Chemnitz contemporary witnesses: Walter Fritsche

Walter Fritsche
Picture: Franziska Kurz

I experienced this saddest period of German history as a child, with the immune system of childhood. This means that if a child is not directly affected by the events of the war, it lives happily ever after as if nothing happened. My few memories of this time are completely subjective and will not add much to the reader's knowledge of history.

When the declaration of war on Poland was broadcast on the news (we already had a radio receiver in 1939!), we were sitting at the family table and there was a shocked silence. Then my 9-year-old sister said with pathos: "Who dares to attack the German people?" Funnily enough, I remembered that, perhaps because the situation was so strangely tense. Looking back, I realise how this one remark smelled strongly of Goebbels. I went to school that year. Lessons began with a very pleasant event: the timetable was reduced to 2 to 3 hours a day. Among other things, religious education was cancelled completely. The reason: conscription for military service. My class teacher Fritz Lohse was also soon called up.

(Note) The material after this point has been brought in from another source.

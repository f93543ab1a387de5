pub mod ascii;

pub use ascii::{
    BOS_ID, CharTokenizer, EOS_ID, NEWLINE_ID, SEP_ID, STYLE_IDS, STYLE_NAMES, VOCAB_SIZE,
};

He was still one of the old-style primary school teachers who sometimes took out their violin in class and played a little piece for the children. So he was called up, went to Africa and one day a parcel arrived with a bag of peanuts so that everyone could have a taste. We were completely unfamiliar with peanuts at the time and it made a big impression on us.

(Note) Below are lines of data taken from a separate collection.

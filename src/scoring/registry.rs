//! Setup-time sharing of loaded models.

use std::collections::BTreeMap;
use std::sync::Arc;

use crate::error::DecodeError;

/// Models keyed by identity (usually the weights path), each loaded once.
pub struct ModelRegistry<M> {
    models: BTreeMap<String, Arc<M>>,
}

impl<M> Default for ModelRegistry<M> {
    fn default() -> Self {
        Self {
            models: BTreeMap::new(),
        }
    }
}

impl<M> ModelRegistry<M> {
    #[must_use]
    pub fn new() -> Self {
        Self::default()
    }

    /// Return the model registered under `key`, loading it first if needed.
    ///
    /// # Errors
    /// Propagates the loader's error; nothing is registered in that case.
    pub fn get_or_load<E>(
        &mut self,
        key: &str,
        load: impl FnOnce() -> Result<M, E>,
    ) -> Result<Arc<M>, E> {
        if let Some(model) = self.models.get(key) {
            tracing::debug!(model = key, "reusing loaded model");
            return Ok(Arc::clone(model));
        }
        let model = Arc::new(load()?);
        tracing::info!(model = key, "loaded model");
        self.models.insert(key.to_string(), Arc::clone(&model));
        Ok(model)
    }

    #[must_use]
    pub fn get(&self, key: &str) -> Option<Arc<M>> {
        self.models.get(key).cloned()
    }

    #[must_use]
    pub fn len(&self) -> usize {
        self.models.len()
    }

    #[must_use]
    pub fn is_empty(&self) -> bool {
        self.models.is_empty()
    }
}

/// Check that every `(name, vocab_size)` pair agrees with the first one.
///
/// Returns the primary vocabulary size. With `allow_diff_vocab` a mismatch
/// only logs a warning.
///
/// # Errors
/// Returns [`DecodeError::VocabMismatch`] on the first disagreement when the
/// override is off.
pub fn check_vocabularies(
    models: &[(&str, usize)],
    allow_diff_vocab: bool,
) -> Result<usize, DecodeError> {
    let Some(&(primary_name, primary)) = models.first() else {
        return Ok(0);
    };
    for &(name, size) in &models[1..] {
        if size == primary {
            continue;
        }
        if !allow_diff_vocab {
            return Err(DecodeError::VocabMismatch {
                primary,
                other: size,
                model: name.to_string(),
            });
        }
        tracing::warn!(
            primary_model = primary_name,
            primary_vocab = primary,
            model = name,
            vocab = size,
            "scoring models have different vocabularies; embeddings are truncated to the shared range"
        );
    }
    Ok(primary)
}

At some point, the air raids started. At first, we only saw them from the perspective of air defence. When darkness fell, all the windows had to be darkened. Roller blinds were rarely used at the time, so blankets were sewn from scraps of fabric and attached to window hooks with eyelets. As no streetlights were allowed to burn, the night outside was sometimes pitch black. People had illuminated badges on their collars and it was sometimes a strange sight to see just two points of light coming towards you in a slightly bouncing motion. There were also torches with a dynamo and a lever to power it. If you wanted to see something, you had to make a rhythmic squeezing motion with your hand. In terms of air protection, this had the advantage that they were only used when you really couldn't see anything. Then came the increasingly frequent nights with the air raid alarm. Alarm (wailing sound going up and down), get dressed, down to the cellar. There we sat close together and played Halma or Mensch-ärgere-dich-nicht until the all-clear was given (constant high-pitched sound). Were we scared? Hardly, nothing happened to us. We imagined that the cellar stairs would protect us. I was actually a scared child. I was afraid of dogs, the fists of older boys, of dizzying heights, but not of bombs. All citizens who could already stand on their own two feet were given a gas mask. When we put them on, we turned into green-faced monsters, which we thought was great fun. Otherwise, their usefulness was questionable. The carbon filter was supposed to absorb poisonous gases, with the exception of carbon monoxide. Poison gas was not used during the bombings, but carbon monoxide was probably produced in huge quantities during the fires!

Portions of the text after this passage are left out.